The foster family had not reported particular issues in childhood. However, two months prior to the tonsil surgery, clinical signs of hyperthyroidism caused by the hypersecreting nodule were retrospectively identified. These included heavy sweating, tremors and nervousness which were consistent with the hormonal assessment conducted after tonsil surgery: TSH of 0.01 IU/ml (reference range: 0.27–0.42 IU/ml), FT4 of 16.1 pg/ml (reference range: 9.3–17 pg/ml), FT3 of 6 pg/ml (reference range: 2–4.4) and negative TSHR and TPO antibodies. Calcitonin level was not measured. Pharmacological treatment with methimazole at 0.5 mg/kg per day for 6 months, achieved balanced euthyroidism within one month. Clinical investigations revealed primary nonprogressive macrocephaly (+2SD) associated with hydramnios at birth, mild axial hypotonia, strabismus, minimal cutaneous manifestations and slight intellectual disability consistent with NCCN criteria for CS diagnosis (5).

Due to foster care status for the proband and his sister, biological parents were subsequently evaluated. Both non-consanguineous parents exhibited mild intellectual disability and short stature. At the age of 36, the father has a head circumference of 60.1 cm (reference range: 52.5–58.5 cm) and presents with spondylolisthesis which could retrospectively be associated with PTEN-related vertebral hemangiomas (22). His sister displayed mild macrocephaly (+1SD) and tall stature and no neurodevelopmental delay. All patients have signed an informed consent. Genetic analysis via CGH-array was negative for both children. Next generation sequencing of a familial thyroid cancer gene panel (see Supplementary Table 1) revealed a heterozygous missense variant c.374A>C in exon 5 of the PTEN gene (NM_000314) resulting in the substitution of a basic lysine residue with an hydroxylic threonine residue p.(Lys125Thr) confirmed by sanger analysis (Figure 1B). This variant in the phosphatase tensin domain of the protein was referred as likely pathogenic (class 4) in LOVD and using missense predictive software (GeneBe, SIFT, Polyphen-2, Franklin, AlphaMissense, Revel and Clinpred) according to the American College of Medical Genetics classification. It was located in a hotspot region for mutations that abrogate PTEN's phosphatase activity and was not currently referenced in gnomAD exome or Clinvar databases (18). Molecular analysis confirmed the presence of this variant in his sister and father but not in his mother (Figure 1C). However, all relatives have had normal thyroid ultrasounds and TSH levels so far.
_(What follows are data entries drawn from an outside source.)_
//! Player directory contracts and SQLite implementation.
//!
//! # Responsibility
//! - Resolve players by id for attendance referential checks.
//! - Provide the roster CRUD used by the players API.
//!
//! # Invariants
//! - Updating or deleting a player never touches attendance rows.
//! - `birth_date` is stored as `YYYY-MM-DD` text.

use crate::model::player::{NewPlayer, Player, PlayerId};
use crate::repo::{RepoError, RepoResult};
use chrono::NaiveDate;
use rusqlite::{params, Connection, Row};

const PLAYER_SELECT_SQL: &str = "SELECT
    id,
    name,
    surname,
    position,
    squad_number,
    birth_date,
    weight_kg
FROM players";

const BIRTH_DATE_FORMAT: &str = "%Y-%m-%d";

/// Read-only player lookup used by the attendance gateway.
pub trait PlayerDirectory {
    fn get_player(&self, id: PlayerId) -> RepoResult<Option<Player>>;
}

/// Full roster persistence for players.
pub trait PlayerRepository: PlayerDirectory {
    /// Validates and inserts a player, returning the stored record.
    fn create_player(&self, player: &NewPlayer, today: NaiveDate) -> RepoResult<Player>;
    /// Validates and replaces every field of an existing player.
    ///
    /// Returns `None` when no player has `id`.
    fn update_player(
        &self,
        id: PlayerId,
        player: &NewPlayer,
        today: NaiveDate,
    ) -> RepoResult<Option<Player>>;
    /// All players ordered by name, surname.
    fn list_players(&self) -> RepoResult<Vec<Player>>;
    /// Deletes one player; returns removed row count (0 or 1).
    fn delete_player(&self, id: PlayerId) -> RepoResult<usize>;
}

/// SQLite-backed player repository.
pub struct SqlitePlayerRepository<'conn> {
    conn: &'conn Connection,
}

impl<'conn> SqlitePlayerRepository<'conn> {
    pub fn new(conn: &'conn Connection) -> Self {
        Self { conn }
    }
}

impl PlayerDirectory for SqlitePlayerRepository<'_> {
    fn get_player(&self, id: PlayerId) -> RepoResult<Option<Player>> {
        let mut stmt = self
            .conn
            .prepare(&format!("{PLAYER_SELECT_SQL} WHERE id = ?1;"))?;
        let mut rows = stmt.query([id])?;
        if let Some(row) = rows.next()? {
            return Ok(Some(parse_player_row(row)?));
        }
        Ok(None)
    }
}

impl PlayerRepository for SqlitePlayerRepository<'_> {
    fn create_player(&self, player: &NewPlayer, today: NaiveDate) -> RepoResult<Player> {
        let player = player.normalized();
        player.validate(today)?;

        let id: PlayerId = self.conn.query_row(
            "INSERT INTO players (
                name,
                surname,
                position,
                squad_number,
                birth_date,
                weight_kg
            ) VALUES (?1, ?2, ?3, ?4, ?5, ?6)
            RETURNING id;",
            params![
                player.name.as_str(),
                player.surname.as_deref(),
                player.position.as_deref(),
                player.squad_number,
                player
                    .birth_date
                    .map(|date| date.format(BIRTH_DATE_FORMAT).to_string()),
                player.weight_kg,
            ],
            |row| row.get(0),
        )?;

        self.get_player(id)?.ok_or_else(|| {
            RepoError::InvalidData(format!("player {id} missing right after insert"))
        })
    }

    fn update_player(
        &self,
        id: PlayerId,
        player: &NewPlayer,
        today: NaiveDate,
    ) -> RepoResult<Option<Player>> {
        let player = player.normalized();
        player.validate(today)?;

        let changed = self.conn.execute(
            "UPDATE players
             SET name = ?1,
                 surname = ?2,
                 position = ?3,
                 squad_number = ?4,
                 birth_date = ?5,
                 weight_kg = ?6
             WHERE id = ?7;",
            params![
                player.name.as_str(),
                player.surname.as_deref(),
                player.position.as_deref(),
                player.squad_number,
                player
                    .birth_date
                    .map(|date| date.format(BIRTH_DATE_FORMAT).to_string()),
                player.weight_kg,
                id,
            ],
        )?;
        if changed == 0 {
            return Ok(None);
        }
        self.get_player(id)
    }

    fn list_players(&self) -> RepoResult<Vec<Player>> {
        let mut stmt = self.conn.prepare(&format!(
            "{PLAYER_SELECT_SQL}
             ORDER BY name COLLATE NOCASE ASC, surname COLLATE NOCASE ASC, id ASC;"
        ))?;
        let mut rows = stmt.query([])?;
        let mut players = Vec::new();
        while let Some(row) = rows.next()? {
            players.push(parse_player_row(row)?);
        }
        Ok(players)
    }

    fn delete_player(&self, id: PlayerId) -> RepoResult<usize> {
        let changed = self
            .conn
            .execute("DELETE FROM players WHERE id = ?1;", [id])?;
        Ok(changed)
    }
}

fn parse_player_row(row: &Row<'_>) -> RepoResult<Player> {
    let birth_date = match row.get::<_, Option<String>>("birth_date")? {
        Some(text) => Some(
            NaiveDate::parse_from_str(&text, BIRTH_DATE_FORMAT).map_err(|_| {
                RepoError::InvalidData(format!(
                    "invalid birth date `{text}` in players.birth_date"
                ))
            })?,
        ),
        None => None,
    };

    Ok(Player {
        id: row.get("id")?,
        name: row.get("name")?,
        surname: row.get("surname")?,
        position: row.get("position")?,
        squad_number: parse_squad_number(row.get("squad_number")?)?,
        birth_date,
        weight_kg: row.get("weight_kg")?,
    })
}

pub(crate) fn parse_squad_number(value: Option<i64>) -> RepoResult<Option<u8>> {
    value
        .map(|number| {
            u8::try_from(number)
                .ok()
                .filter(|number| (1..=99).contains(number))
                .ok_or_else(|| {
                    RepoError::InvalidData(format!(
                        "invalid squad number `{number}` in players.squad_number"
                    ))
                })
        })
        .transpose()
}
Given the size of the thyroid nodule and the presence of hyperthyroidism, a total thyroidectomy was performed 6 months after fine-needle aspiration cytology. Euthyroidism was achieved with a daily L-T4 dose of 112 µg. Hyperthyroidism was primarily caused by the delayed management of the thyroid mass. Due to euthyroidism following surgery and increased food requirements related to CS, a deviation in the growth curve was observed, with a +4.7 SD in weight (Figure 1D) associated to +1SD in height.

Discussion

The incidental discovery of a benign thyroid lesion associated with hyperthyroidism in this 8-year-old boy has significantly impacted the medical care and surveillance of this index case within a Cowden syndrome family. Hyperthyroidism or toxic adenoma in CS have been described very rarely in the literature to date (14). Just as rarely, medullary thyroid cancer can coexist with hyperfunctioning goiter (23). However, in our case, macrocephaly did not warrant measuring calcitonin. In our case, normalization of thyroid hormone levels resulted in a significant shift in the growth curve in relation to metabolic syndrome and obesity observed for CS, despite insulin sensitivity (24). We postulate that hyperthyroidism may have mitigated the typical weight gain observed in CS patients during childhood (25). Euthyroidism obtained after thyroid surgery subsequently revealed an increase in adiposity, linked to PTEN-enhanced insulin signaling in the muscle and liver, as previously reported (24).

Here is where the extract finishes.